Haem oxygenase-I gene transfer protects retinal ganglion cells from ischaemia/reperfusion injury

RGC (retinal ganglion cell) death following ischaemic insult is the major cause of a number of vision-threatening diseases, including glaucoma. The aim of the present study was to evaluate the role of HO-I (haem oxygenase-I) in the retina against IR (ischaemia/reperfusion) injury. Adenovirus-mediated HO-I gene transfer (Adv-HO-I) was carried out by injection into the vitreous body to induce HO-I overexpression. At 3 weeks after transfection, levels of HO-I expression, as measured by Western blot analysis, immunohistochemical staining and activity assay, were drastically upregulated. Transient retinal ischaemia was induced by raising the intraocular pressure to 150 mmHg for 60 min. Untreated IR caused a significant decrease in RGC numbers at 3 and 7 days after reperfusion (76.1 and 67.2% of control eyes with sham IR respectively; P < 0.001).
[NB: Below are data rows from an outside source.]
//! `poscart-cart` — cart/order line reconciliation engine.
//!
//! Pure, synchronous domain logic (no IO, no HTTP, no storage). Callers own a
//! [`LineCollection`] per transaction context and feed it candidates built
//! from product/stock lookups.

pub mod collection;
pub mod command;
pub mod config;
pub mod line;
pub mod outcome;

pub use collection::LineCollection;
pub use command::CartCommand;
pub use config::CartConfig;
pub use line::{LineDraft, LineItem, LinePatch, PricingMode, ReceiptStatus};
pub use outcome::{IgnoreReason, Outcome};
//! Tracing/logging initialization.

use poscart_core::{DomainError, DomainResult};
use tracing_subscriber::EnvFilter;

pub const ENV_LOG_FORMAT: &str = "POSCART_LOG_FORMAT";
pub const ENV_LOG_FILTER: &str = "RUST_LOG";

#[derive(Debug, Clone, Copy, Default, PartialEq, Eq)]
pub enum LogFormat {
    /// One JSON object per event, for log shippers.
    #[default]
    Json,
    /// Human-readable lines, for terminals.
    Pretty,
}

impl core::str::FromStr for LogFormat {
    type Err = DomainError;

    fn from_str(s: &str) -> Result<Self, Self::Err> {
        match s.trim().to_ascii_lowercase().as_str() {
            "json" => Ok(LogFormat::Json),
            "pretty" | "text" => Ok(LogFormat::Pretty),
            other => Err(DomainError::validation(format!(
                "{ENV_LOG_FORMAT}: unknown log format {other:?}"
            ))),
        }
    }
}

#[derive(Debug, Clone, PartialEq, Eq)]
pub struct ObservabilityConfig {
    /// `EnvFilter` directives, e.g. `info,poscart_cart=debug`.
    pub filter: String,
    pub format: LogFormat,
}

impl Default for ObservabilityConfig {
    fn default() -> Self {
        Self {
            filter: "info".to_string(),
            format: LogFormat::Json,
        }
    }
}

impl ObservabilityConfig {
    pub fn from_env() -> DomainResult<Self> {
        Self::from_lookup(|key| std::env::var(key).ok())
    }

    pub fn from_lookup<F>(lookup: F) -> DomainResult<Self>
    where
        F: Fn(&str) -> Option<String>,
    {
        let mut config = Self::default();
        if let Some(filter) = lookup(ENV_LOG_FILTER).filter(|f| !f.trim().is_empty()) {
            config.filter = filter;
        }
        if let Some(raw) = lookup(ENV_LOG_FORMAT) {
            config.format = raw.parse()?;
        }
        Ok(config)
    }

    pub fn with_filter(mut self, filter: impl Into<String>) -> Self {
        self.filter = filter.into();
        self
    }

    pub fn with_format(mut self, format: LogFormat) -> Self {
        self.format = format;
        self
    }
}

/// Install the global subscriber.
///
/// Safe to call multiple times (subsequent calls are no-ops). An unparsable
/// filter falls back to `info`.
pub fn init(config: &ObservabilityConfig) {
    let filter = EnvFilter::try_new(&config.filter).unwrap_or_else(|_| EnvFilter::new("info"));

    let builder = tracing_subscriber::fmt()
        .with_env_filter(filter)
        .with_timer(tracing_subscriber::fmt::time::SystemTime)
        .with_target(false);

    let _ = match config.format {
        LogFormat::Json => builder.json().try_init(),
        LogFormat::Pretty => builder.pretty().try_init(),
    };
}
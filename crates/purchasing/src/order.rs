use chrono::{DateTime, Utc};
use serde::Serialize;
use tracing::{debug, info};

use poscart_cart::{
    CartCommand, CartConfig, LineCollection, LineDraft, LineItem, LinePatch, Outcome,
    ReceiptStatus,
};
use poscart_core::{AggregateRoot, DomainResult, ExpectedVersion, LocalId, Money, PurchaseOrderId};

/// Purchase order being assembled or received.
///
/// Keeps a running total that always equals the sum of its line totals.
#[derive(Debug, Clone, PartialEq)]
pub struct PurchaseOrderDraft {
    id: PurchaseOrderId,
    lines: LineCollection,
    created_at: DateTime<Utc>,
}

impl PurchaseOrderDraft {
    pub fn new(id: PurchaseOrderId, config: CartConfig, created_at: DateTime<Utc>) -> Self {
        Self {
            id,
            lines: LineCollection::with_tracked_total(config),
            created_at,
        }
    }

    pub fn id_typed(&self) -> PurchaseOrderId {
        self.id
    }

    pub fn created_at(&self) -> DateTime<Utc> {
        self.created_at
    }

    pub fn lines(&self) -> &[LineItem] {
        self.lines.lines()
    }

    pub fn get(&self, local_id: LocalId) -> Option<&LineItem> {
        self.lines.get(local_id)
    }

    /// Running total of the order.
    pub fn total(&self) -> Money {
        self.lines.tracked_total().unwrap_or_default()
    }

    /// Receipt state of the whole order, rolled up from its lines.
    pub fn receipt_status(&self) -> ReceiptStatus {
        let statuses: Vec<ReceiptStatus> = self
            .lines
            .lines()
            .iter()
            .map(|line| line.receipt_status().unwrap_or(ReceiptStatus::Ordered))
            .collect();

        if !statuses.is_empty() && statuses.iter().all(|s| *s == ReceiptStatus::Received) {
            ReceiptStatus::Received
        } else if statuses.iter().any(|s| *s != ReceiptStatus::Ordered) {
            ReceiptStatus::PartiallyReceived
        } else {
            ReceiptStatus::Ordered
        }
    }

    pub fn replace_all<I>(&mut self, items: I) -> Outcome
    where
        I: IntoIterator<Item = LineDraft>,
    {
        self.lines.replace_all(items)
    }

    pub fn add_line(&mut self, candidate: LineDraft) -> Outcome {
        self.lines.add_line(candidate)
    }

    pub fn update_line(&mut self, patch: LinePatch) -> Outcome {
        self.lines.update_line(patch)
    }

    pub fn remove_line(&mut self, local_id: LocalId) -> Outcome {
        self.lines.remove_line(local_id)
    }

    pub fn set_quantity(&mut self, local_id: LocalId, quantity: i64) -> Outcome {
        self.lines.set_quantity(local_id, quantity)
    }

    pub fn set_unit_price(&mut self, local_id: LocalId, unit_price: Money) -> Outcome {
        self.lines.set_unit_price(local_id, unit_price)
    }

    pub fn set_received_quantity(&mut self, local_id: LocalId, received: i64) -> Outcome {
        let outcome = self.lines.set_received_quantity(local_id, received);
        if outcome.is_applied() {
            debug!(order_id = %self.id, %local_id, received, status = ?self.receipt_status(), "goods received");
        }
        outcome
    }

    pub fn clear(&mut self) -> Outcome {
        self.lines.clear()
    }

    pub fn execute(&mut self, command: CartCommand) -> Outcome {
        self.lines.execute(command)
    }

    pub fn execute_expected(
        &mut self,
        expected: ExpectedVersion,
        command: CartCommand,
    ) -> DomainResult<Outcome> {
        self.lines.execute_expected(expected, command)
    }

    /// Close the draft into a payload for the purchasing service.
    pub fn submit(self, submitted_at: DateTime<Utc>) -> PurchaseOrderSubmission {
        let submission = PurchaseOrderSubmission {
            order_id: self.id,
            status: self.receipt_status(),
            total: self.total(),
            created_at: self.created_at,
            submitted_at,
            lines: self.lines.into_lines(),
        };
        info!(
            order_id = %submission.order_id,
            lines = submission.lines.len(),
            total = %submission.total,
            "purchase order submitted"
        );
        submission
    }
}

impl AggregateRoot for PurchaseOrderDraft {
    type Id = PurchaseOrderId;

    fn id(&self) -> &Self::Id {
        &self.id
    }

    fn version(&self) -> u64 {
        self.lines.version()
    }
}

#[derive(Debug, Clone, PartialEq, Serialize)]
#[serde(rename_all = "camelCase")]
pub struct PurchaseOrderSubmission {
    pub order_id: PurchaseOrderId,
    pub status: ReceiptStatus,
    pub total: Money,
    pub created_at: DateTime<Utc>,
    pub submitted_at: DateTime<Utc>,
    pub lines: Vec<LineItem>,
}
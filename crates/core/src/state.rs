// Copyright (C) 2026 Fred Clausen
// Use of this source code is governed by an MIT-style
// license that can be found in the LICENSE file or at
// https://opensource.org/licenses/MIT.

use crate::error::CoreError;
use louaj_audit::{AuditEvent, StateSnapshot};
use louaj_domain::{
    Customer, Destination, DriverCin, EntryId, Fare, OvernightEntry, QueueEntry, Vehicle,
    VehicleId,
};
use std::collections::HashMap;
use time::OffsetDateTime;

/// Station-wide metadata: which destinations exist and which vehicles
/// belong to the fleet.
///
/// This is separate from the per-destination `State`.
#[derive(Debug, Clone, PartialEq, Eq)]
pub struct StationMetadata {
    /// Registered destinations, in registration order.
    pub destinations: Vec<Destination>,
    /// The vehicle registry keyed by vehicle id.
    pub vehicles: HashMap<VehicleId, Vehicle>,
    /// Per-seat ticket price by destination.
    pub fares: HashMap<Destination, Fare>,
    /// Whether the station is open for bookings and promotions.
    pub operational: bool,
}

impl Default for StationMetadata {
    fn default() -> Self {
        Self {
            destinations: Vec::new(),
            vehicles: HashMap::new(),
            fares: HashMap::new(),
            operational: true,
        }
    }
}

impl StationMetadata {
    /// Creates empty metadata for an open station.
    #[must_use]
    pub fn new() -> Self {
        Self::default()
    }

    /// Returns the per-seat price for a destination, zero if none is set.
    #[must_use]
    pub fn fare(&self, destination: &Destination) -> Fare {
        self.fares.get(destination).copied().unwrap_or(Fare::ZERO)
    }

    /// Checks if a destination is registered.
    #[must_use]
    pub fn has_destination(&self, destination: &Destination) -> bool {
        self.destinations.contains(destination)
    }

    /// Looks up a vehicle by id.
    #[must_use]
    pub fn vehicle(&self, vehicle_id: &VehicleId) -> Option<&Vehicle> {
        self.vehicles.get(vehicle_id)
    }

    /// Looks up the vehicle driven by the holder of `cin`.
    #[must_use]
    pub fn vehicle_by_driver(&self, cin: &DriverCin) -> Option<&Vehicle> {
        self.vehicles.values().find(|v| &v.driver_cin == cin)
    }

    /// Adds a destination.
    pub(crate) fn add_destination(&mut self, destination: Destination) {
        self.destinations.push(destination);
    }

    /// Adds a vehicle.
    pub(crate) fn add_vehicle(&mut self, vehicle: Vehicle) {
        self.vehicles.insert(vehicle.vehicle_id.clone(), vehicle);
    }

    /// Sets a destination's per-seat price.
    pub(crate) fn set_fare(&mut self, destination: Destination, fare: Fare) {
        self.fares.insert(destination, fare);
    }
}

/// The queues of a single destination.
///
/// Both lists are kept sorted by position, and positions are always
/// `1..=len`.
#[derive(Debug, Clone, PartialEq, Eq)]
pub struct State {
    /// The destination this state is scoped to.
    pub destination: Destination,
    /// The daytime queue.
    pub active: Vec<QueueEntry>,
    /// Vehicles parked overnight.
    pub overnight: Vec<OvernightEntry>,
    /// Tickets sold for this destination, oldest first.
    pub bookings: Vec<Booking>,
}

impl State {
    /// Creates empty queues for a destination.
    #[must_use]
    pub const fn new(destination: Destination) -> Self {
        Self {
            destination,
            active: Vec::new(),
            overnight: Vec::new(),
            bookings: Vec::new(),
        }
    }

    /// Finds an active entry by id.
    #[must_use]
    pub fn active_entry(&self, entry_id: EntryId) -> Option<&QueueEntry> {
        self.active.iter().find(|e| e.id == entry_id)
    }

    /// Finds an overnight entry by id.
    #[must_use]
    pub fn overnight_entry(&self, entry_id: EntryId) -> Option<&OvernightEntry> {
        self.overnight.iter().find(|e| e.id == entry_id)
    }

    /// Finds a booking by its verification code.
    #[must_use]
    pub fn booking_by_code(&self, verification_code: &str) -> Option<&Booking> {
        self.bookings
            .iter()
            .find(|b| b.verification_code == verification_code)
    }

    /// Converts the state to a snapshot for audit purposes.
    #[must_use]
    pub fn to_snapshot(&self) -> StateSnapshot {
        let active: Vec<String> = self
            .active
            .iter()
            .map(|e| {
                format!(
                    "{}@{}:{}/{}",
                    e.vehicle_id, e.position, e.available_seats, e.total_seats
                )
            })
            .collect();
        let overnight: Vec<String> = self
            .overnight
            .iter()
            .map(|e| format!("{}@{}", e.vehicle_id, e.position))
            .collect();
        StateSnapshot::new(format!(
            "destination={},active=[{}],overnight=[{}]",
            self.destination.name(),
            active.join(","),
            overnight.join(",")
        ))
    }
}

/// Seats taken from one entry by a destination-wide booking.
#[derive(Debug, Clone, PartialEq, Eq)]
pub struct SeatAllocation {
    /// The entry the seats were taken from.
    pub entry_id: EntryId,
    /// The vehicle carrying the passengers.
    pub vehicle_id: VehicleId,
    /// The entry's queue position at booking time.
    pub position: u32,
    /// Seats booked on this entry.
    pub seats: u32,
}

/// A sold ticket: seats taken across the queue for one customer.
#[derive(Debug, Clone, PartialEq, Eq)]
pub struct Booking {
    /// Station-wide booking number.
    pub id: u64,
    /// The destination travelled to.
    pub destination: Destination,
    /// Seats taken per entry, front of the queue first.
    pub allocations: Vec<SeatAllocation>,
    /// Seats booked in total.
    pub seats: u32,
    /// The passenger.
    pub customer: Customer,
    /// Per-seat price at booking time.
    pub base_price: Fare,
    /// `base_price` times `seats`.
    pub total_price: Fare,
    /// Code printed on the ticket and checked at boarding.
    pub verification_code: String,
    /// When the ticket was sold.
    pub booked_at: OffsetDateTime,
    /// When the ticket was checked, if it has been.
    pub verified_at: Option<OffsetDateTime>,
}

impl Booking {
    /// Returns true once the ticket has been checked.
    #[must_use]
    pub const fn is_verified(&self) -> bool {
        self.verified_at.is_some()
    }
}

/// The result of moving a destination's overnight list into its queue.
#[derive(Debug, Clone, PartialEq, Eq)]
pub struct Promotion {
    /// How many overnight entries moved.
    pub promoted: usize,
    /// The whole active queue afterwards.
    pub queue: Vec<QueueEntry>,
}

/// What a transition produced, besides the new state.
#[derive(Debug, Clone, PartialEq, Eq)]
pub enum Outcome {
    /// A single active entry (created, changed, removed or departed).
    Entry(QueueEntry),
    /// The whole active queue after the transition.
    Queue(Vec<QueueEntry>),
    /// A single overnight entry (created, changed or removed).
    Overnight(OvernightEntry),
    /// A booking, after it was sold or verified.
    Booking(Booking),
    /// An overnight promotion.
    Promotion(Promotion),
}

impl Outcome {
    /// Unwraps a single active entry.
    ///
    /// # Errors
    ///
    /// Returns `CoreError::UnexpectedOutcome` for any other outcome.
    pub fn into_entry(self) -> Result<QueueEntry, CoreError> {
        match self {
            Self::Entry(entry) => Ok(entry),
            _ => Err(CoreError::UnexpectedOutcome { expected: "entry" }),
        }
    }

    /// Unwraps the active queue.
    ///
    /// # Errors
    ///
    /// Returns `CoreError::UnexpectedOutcome` for any other outcome.
    pub fn into_queue(self) -> Result<Vec<QueueEntry>, CoreError> {
        match self {
            Self::Queue(entries) => Ok(entries),
            _ => Err(CoreError::UnexpectedOutcome { expected: "queue" }),
        }
    }

    /// Unwraps a single overnight entry.
    ///
    /// # Errors
    ///
    /// Returns `CoreError::UnexpectedOutcome` for any other outcome.
    pub fn into_overnight(self) -> Result<OvernightEntry, CoreError> {
        match self {
            Self::Overnight(entry) => Ok(entry),
            _ => Err(CoreError::UnexpectedOutcome {
                expected: "overnight entry",
            }),
        }
    }

    /// Unwraps a booking.
    ///
    /// # Errors
    ///
    /// Returns `CoreError::UnexpectedOutcome` for any other outcome.
    pub fn into_booking(self) -> Result<Booking, CoreError> {
        match self {
            Self::Booking(booking) => Ok(booking),
            _ => Err(CoreError::UnexpectedOutcome {
                expected: "booking",
            }),
        }
    }

    /// Unwraps a promotion.
    ///
    /// # Errors
    ///
    /// Returns `CoreError::UnexpectedOutcome` for any other outcome.
    pub fn into_promotion(self) -> Result<Promotion, CoreError> {
        match self {
            Self::Promotion(promotion) => Ok(promotion),
            _ => Err(CoreError::UnexpectedOutcome {
                expected: "promotion",
            }),
        }
    }
}

/// The result of a successful state transition.
///
/// Transitions are atomic: they either succeed completely or fail without side effects.
#[derive(Debug, Clone, PartialEq, Eq)]
pub struct TransitionResult {
    /// The new state after the transition.
    pub new_state: State,
    /// What the transition produced.
    pub outcome: Outcome,
    /// The audit event recording this transition.
    pub audit_event: AuditEvent,
}

/// The result of a bootstrap operation.
///
/// Bootstrap operations modify metadata, not destination state.
#[derive(Debug, Clone, PartialEq, Eq)]
pub struct BootstrapResult {
    /// The new station metadata after the operation.
    pub new_metadata: StationMetadata,
    /// The audit event recording this operation.
    pub audit_event: AuditEvent,
}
Eyes pretreated with Adv-HO-I had less RGC loss on day 3 and 7 following reperfusion compared with control eyes injected with Adv-GFP (adenovirus containing a gene for green fluorescent protein; 94.3 and 88.2% respectively; P = 0.007 and 0.001). SnP (tin protoporphyrin), an HO-I inhibitor, counteracted the effects of Adv-HO-I. In conclusion, these findings provide evidence that augmentation of HO-I enzyme overexpression by intravitreal injection is able to protect RGCs against IR-induced damage.